How to Use WAVE Tool: Website Accessibility Evaluation Tutorial
WAVE (Web Accessibility Evaluation Tool) from WebAIM is one of the most widely used free accessibility testing tools. Unlike some automated checkers that just list errors, WAVE overlays icons directly on your webpage, making it easy to see exactly where issues occur. This visual approach helps developers and content creators understand accessibility problems in context and fix them more effectively.
This tutorial walks you through installing WAVE, running evaluations, understanding results, and using the insights to improve your website's accessibility.
Getting Started with WAVE
WAVE is available in several forms, each suited to different workflows. The browser extensions are most popular for day-to-day testing, while the API serves teams needing automated or bulk evaluation.
Installing the Browser Extension
The browser extension is the easiest way to start using WAVE. It's available for all major browsers and evaluates pages entirely within your browser—no data is sent to external servers, making it safe for testing authenticated pages and sensitive content.
For Chrome:
- Visit the Chrome Web Store
- Search for "WAVE Evaluation Tool"
- Click "Add to Chrome"
- Confirm the installation when prompted
- The WAVE icon appears in your toolbar
For Firefox: Navigate to Firefox Add-ons, search for WAVE, and click "Add to Firefox." The process is similar for Edge—find it in the Microsoft Edge Add-ons store.

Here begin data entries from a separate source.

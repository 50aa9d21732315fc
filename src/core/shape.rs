// src/core/shape.rs
//! Shape detection: folds flat, nested and enveloped submissions into one flat record.

use serde::Serialize;
use serde_json::Value;

use crate::config::{BlockSpec, PipelineConfig, SubFieldSpec};
use crate::core::field_resolver::{is_blank, resolve_opt, value_text, Record};
use crate::text_fit::split_items;

#[derive(Debug, Clone, PartialEq, Eq, Serialize)]
#[serde(tag = "shape", rename_all = "snake_case")]
pub enum SubmissionShape {
    Flat,
    Nested,
    Enveloped { key: String },
}

impl SubmissionShape {
    pub fn detect(submission: &Value, config: &PipelineConfig) -> Self {
        let Some(body) = submission.as_object() else {
            return Self::Flat;
        };

        if let Some(key) = envelope_key(body, config) {
            return Self::Enveloped { key };
        }

        if has_nested_parts(body, config) {
            Self::Nested
        } else {
            Self::Flat
        }
    }
}

fn envelope_key(body: &Record, config: &PipelineConfig) -> Option<String> {
    config
        .envelope_keys
        .iter()
        .find(|key| body.get(key.as_str()).is_some_and(Value::is_object))
        .cloned()
}

fn has_nested_parts(body: &Record, config: &PipelineConfig) -> bool {
    let group = config
        .nested_groups
        .iter()
        .flat_map(|g| g.keys.iter())
        .any(|key| body.get(key).is_some_and(Value::is_object));
    let block = config
        .blocks
        .iter()
        .flat_map(|b| b.array_keys.iter())
        .any(|key| body.get(key).is_some_and(Value::is_array));
    group || block
}

/// The shape-agnostic intermediate record that field resolution runs against.
#[derive(Debug, Clone)]
pub struct CanonicalRecord {
    shape: SubmissionShape,
    fields: Record,
}

impl CanonicalRecord {
    pub fn build(submission: &Value, config: &PipelineConfig) -> Self {
        let shape = SubmissionShape::detect(submission, config);
        let Some(body) = submission.as_object() else {
            return Self {
                shape,
                fields: Record::new(),
            };
        };

        let mut fields = match &shape {
            SubmissionShape::Enveloped { key } => unwrap_envelope(body, key),
            _ => body.clone(),
        };

        lift_nested_groups(&mut fields, config);
        for block in &config.blocks {
            expand_block(&mut fields, block);
        }

        Self { shape, fields }
    }

    pub fn shape(&self) -> &SubmissionShape {
        &self.shape
    }

    pub fn record(&self) -> &Record {
        &self.fields
    }
}

/// Inner payload, plus any sibling keys of the envelope the payload does not define.
fn unwrap_envelope(body: &Record, key: &str) -> Record {
    let mut inner = body
        .get(key)
        .and_then(Value::as_object)
        .cloned()
        .unwrap_or_default();

    for (sibling, value) in body {
        if sibling != key && !inner.contains_key(sibling) {
            inner.insert(sibling.clone(), value.clone());
        }
    }
    inner
}

fn lift_nested_groups(fields: &mut Record, config: &PipelineConfig) {
    for group in &config.nested_groups {
        for key in &group.keys {
            let Some(children) = fields.get(key).and_then(Value::as_object).cloned() else {
                continue;
            };
            for (child, value) in children {
                let flat_key = format!("{}{}", group.prefix, child);
                if fields.get(&flat_key).map_or(true, is_blank) {
                    fields.insert(flat_key, value);
                }
            }
        }
    }
}

/// Write array entries into `{prefix}_{n}_{sub}` keys unless a flat override exists.
fn expand_block(fields: &mut Record, block: &BlockSpec) {
    let Some(entries) = block
        .array_keys
        .iter()
        .find_map(|key| fields.get(key).and_then(Value::as_array))
        .cloned()
    else {
        return;
    };

    for (offset, entry) in entries.iter().take(block.max_count).enumerate() {
        let index = offset + 1;
        let Some(entry) = entry.as_object() else {
            continue;
        };

        for field in &block.fields {
            if resolve_opt(fields, &block.flat_candidates(index, field)).is_some() {
                continue;
            }
            if let Some(text) = entry_value(entry, field) {
                fields.insert(block.field_key(index, &field.name), Value::String(text));
            }
        }

        if let Some(bullets) = &block.bullets {
            let items = bullets
                .array_keys
                .iter()
                .find_map(|key| entry.get(key))
                .map(bullet_items)
                .unwrap_or_default();

            for (b_offset, item) in items.into_iter().take(bullets.max_count).enumerate() {
                let key = block.bullet_key(index, b_offset + 1);
                if fields.get(&key).map_or(true, is_blank) {
                    fields.insert(key, Value::String(item));
                }
            }
        }
    }
}

fn entry_value(entry: &Record, field: &SubFieldSpec) -> Option<String> {
    if let Some(text) = resolve_opt(entry, &field.entry_keys()) {
        return Some(text);
    }

    let range = field.range.as_ref()?;
    let start = resolve_opt(entry, &range.start_keys);
    let end = resolve_opt(entry, &range.end_keys);
    match (start, end) {
        (Some(start), Some(end)) => Some(format!("{} - {}", start, end)),
        (Some(only), None) | (None, Some(only)) => Some(only),
        (None, None) => None,
    }
}

/// Bullets come as an array of strings or a single delimited string.
fn bullet_items(value: &Value) -> Vec<String> {
    match value {
        Value::Array(items) => items
            .iter()
            .map(value_text)
            .filter(|text| !text.is_empty())
            .collect(),
        Value::String(text) => split_items(text),
        _ => Vec::new(),
    }
}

After installation, you'll see a small WAVE icon (a circular logo) in your browser toolbar. Click it on any webpage to run an evaluation.
Using the Online Tool
If you prefer not to install anything, WebAIM offers an online version at wave.webaim.org. Simply enter a URL and click "Submit." The tool fetches the page and displays it with accessibility annotations.
Keep in mind that the online version can only evaluate public pages. It won't work for login-protected content, staging environments, or localhost development servers. For those scenarios, you'll need the browser extension.

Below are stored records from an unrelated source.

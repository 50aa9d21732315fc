// src/image_validator.rs
use tracing::warn;

const PNG_SIGNATURE: &[u8] = &[0x89, 0x50, 0x4E, 0x47, 0x0D, 0x0A, 0x1A, 0x0A];
const JPEG_SIGNATURE: &[u8] = &[0xFF, 0xD8, 0xFF];

#[derive(Debug, Clone, Copy, PartialEq, Eq)]
pub enum ImageFormat {
    Png,
    Jpeg,
    Gif,
    Webp,
}

impl ImageFormat {
    pub fn extension(&self) -> &'static str {
        match self {
            Self::Png => "png",
            Self::Jpeg => "jpeg",
            Self::Gif => "gif",
            Self::Webp => "webp",
        }
    }

    pub fn content_type(&self) -> &'static str {
        match self {
            Self::Png => "image/png",
            Self::Jpeg => "image/jpeg",
            Self::Gif => "image/gif",
            Self::Webp => "image/webp",
        }
    }
}

#[derive(Debug, Clone)]
pub struct ImageValidationError {
    pub error_type: ImageErrorType,
    pub message: String,
    pub suggestion: String,
}

#[derive(Debug, Clone, Copy, PartialEq, Eq)]
pub enum ImageErrorType {
    EmptyFile,
    TooLarge,
    UnknownFormat,
}

impl ImageErrorType {
    pub fn code(&self) -> &'static str {
        match self {
            Self::EmptyFile => "IMAGE_EMPTY",
            Self::TooLarge => "IMAGE_TOO_LARGE",
            Self::UnknownFormat => "IMAGE_UNKNOWN_FORMAT",
        }
    }
}

pub struct ImageValidator;

impl ImageValidator {
    /// Identify the image format from its magic bytes.
    pub fn sniff(bytes: &[u8]) -> Result<ImageFormat, ImageValidationError> {
        if bytes.is_empty() {
            return Err(ImageValidationError {
                error_type: ImageErrorType::EmptyFile,
                message: "Photo payload is empty".to_string(),
                suggestion: "Please send a valid image".to_string(),
            });
        }

        if bytes.starts_with(PNG_SIGNATURE) {
            Ok(ImageFormat::Png)
        } else if bytes.starts_with(JPEG_SIGNATURE) {
            Ok(ImageFormat::Jpeg)
        } else if bytes.starts_with(b"GIF87a") || bytes.starts_with(b"GIF89a") {
            Ok(ImageFormat::Gif)
        } else if bytes.len() >= 12 && &bytes[..4] == b"RIFF" && &bytes[8..12] == b"WEBP" {
            Ok(ImageFormat::Webp)
        } else {
            Err(ImageValidationError {
                error_type: ImageErrorType::UnknownFormat,
                message: "Photo is not a PNG, JPEG, GIF or WebP image".to_string(),
                suggestion: "Please use PNG or JPEG format".to_string(),
            })
        }
    }

    /// Reject empty, oversized or unrecognised payloads.
    pub fn validate(bytes: &[u8], max_bytes: usize) -> Result<ImageFormat, ImageValidationError> {
        if bytes.len() > max_bytes {
            return Err(ImageValidationError {
                error_type: ImageErrorType::TooLarge,
                message: format!(
                    "Photo too large: {:.1}MB (max {:.1}MB)",
                    bytes.len() as f64 / 1024.0 / 1024.0,
                    max_bytes as f64 / 1024.0 / 1024.0
                ),
                suggestion: "Please resize or compress the image and try again".to_string(),
            });
        }

        Self::sniff(bytes).map_err(|e| {
            warn!("{} ({} bytes)", e.message, bytes.len());
            e
        })
    }
}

Running Your First Evaluation
Let's walk through evaluating a webpage step by step.
Starting an Evaluation
Navigate to the page you want to test. This might be your homepage, a product page, a form, or any other content you're concerned about. Once the page has fully loaded, click the WAVE icon in your browser toolbar.
WAVE immediately analyzes the page and transforms the view. You'll notice small icons appearing throughout the page—these are the evaluation indicators. The page itself remains functional; WAVE simply adds an overlay showing accessibility information.

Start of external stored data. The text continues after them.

// src/converter.rs
//! Document-to-PDF conversion through a headless office install.

use async_trait::async_trait;
use reqwest::Url;
use std::path::{Path, PathBuf};
use std::time::Duration;
use tokio::process::Command;

use crate::app_log;
use crate::error::ConvertError;

#[async_trait]
pub trait FormatConverter: Send + Sync {
    /// Convert `input` into `out_dir` and return the produced file.
    async fn convert(&self, input: &Path, out_dir: &Path) -> Result<PathBuf, ConvertError>;
}

#[derive(Debug, Clone)]
pub struct SofficeConverter {
    binary: PathBuf,
    timeout: Duration,
}

impl SofficeConverter {
    pub fn new(binary: impl Into<PathBuf>, timeout: Duration) -> Self {
        Self {
            binary: binary.into(),
            timeout,
        }
    }

    pub fn binary(&self) -> &Path {
        &self.binary
    }

    fn user_installation(profile_dir: &Path) -> String {
        Url::from_directory_path(profile_dir)
            .map(|url| url.to_string())
            .unwrap_or_else(|_| format!("file://{}", profile_dir.display()))
    }
}

#[async_trait]
impl FormatConverter for SofficeConverter {
    async fn convert(&self, input: &Path, out_dir: &Path) -> Result<PathBuf, ConvertError> {
        // A private profile per call, so parallel conversions never share a lock
        let profile = tempfile::Builder::new().prefix("cvpress-lo-").tempdir()?;

        let mut command = Command::new(&self.binary);
        command
            .arg(format!(
                "-env:UserInstallation={}",
                Self::user_installation(profile.path())
            ))
            .args([
                "--headless",
                "--nologo",
                "--nofirststartwizard",
                "--norestore",
                "--convert-to",
                "pdf",
                "--outdir",
            ])
            .arg(out_dir)
            .arg(input)
            .kill_on_drop(true);

        app_log!(debug, "Running {} on {}", self.binary.display(), input.display());

        let output = tokio::time::timeout(self.timeout, command.output())
            .await
            .map_err(|_| ConvertError::Timeout {
                binary: self.binary.clone(),
                secs: self.timeout.as_secs(),
            })?
            .map_err(|source| ConvertError::Spawn {
                binary: self.binary.clone(),
                source,
            })?;

        if !output.status.success() {
            return Err(ConvertError::Failed {
                binary: self.binary.clone(),
                stderr: String::from_utf8_lossy(&output.stderr).trim().to_string(),
                stdout: String::from_utf8_lossy(&output.stdout).trim().to_string(),
            });
        }

        let stem = input
            .file_stem()
            .map(|s| s.to_string_lossy().into_owned())
            .unwrap_or_else(|| "output".to_string());
        let produced = out_dir.join(format!("{}.pdf", stem));

        if !tokio::fs::try_exists(&produced).await.unwrap_or(false) {
            return Err(ConvertError::MissingOutput { path: produced });
        }

        Ok(produced)
    }
}

#[cfg(test)]
mod tests {
    use super::*;
    use tempfile::TempDir;

    fn converter(binary: &str) -> SofficeConverter {
        SofficeConverter::new(binary, Duration::from_secs(10))
    }

    #[tokio::test]
    async fn test_missing_binary_is_spawn_error() {
        let dir = TempDir::new().unwrap();
        let result = converter("/nonexistent/soffice")
            .convert(&dir.path().join("cv.pptx"), dir.path())
            .await;
        assert!(matches!(result, Err(ConvertError::Spawn { .. })));
    }

    #[cfg(unix)]
    #[tokio::test]
    async fn test_failing_binary_reports_failure() {
        let dir = TempDir::new().unwrap();
        let result = converter("false")
            .convert(&dir.path().join("cv.pptx"), dir.path())
            .await;
        match result {
            Err(ConvertError::Failed { binary, .. }) => assert_eq!(binary, PathBuf::from("false")),
            other => panic!("expected Failed, got {other:?}"),
        }
    }

    #[cfg(unix)]
    #[tokio::test]
    async fn test_success_without_output_is_missing_output() {
        let dir = TempDir::new().unwrap();
        let result = converter("true")
            .convert(&dir.path().join("cv-1.pptx"), dir.path())
            .await;
        match result {
            Err(ConvertError::MissingOutput { path }) => assert!(path.ends_with("cv-1.pdf")),
            other => panic!("expected MissingOutput, got {other:?}"),
        }
    }

    #[test]
    fn test_user_installation_is_file_url() {
        let dir = TempDir::new().unwrap();
        assert!(SofficeConverter::user_installation(dir.path()).starts_with("file://"));
    }
}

Understanding the Interface
When WAVE runs, a sidebar panel appears on the left side of your browser. This panel contains several tabs:
Summary Tab: Shows the total count of each issue type—errors, alerts, features, structural elements, and ARIA items. This gives you a quick overview of the page's accessibility status.
Details Tab: Lists every issue found, organized by category. Click any item to jump directly to its location on the page.
Reference Tab: Provides detailed information about whatever you've selected, including what the issue means, why it matters, and how to fix it.
Structure Tab: Displays the document outline, showing heading hierarchy, landmark regions, and overall page structure at a glance.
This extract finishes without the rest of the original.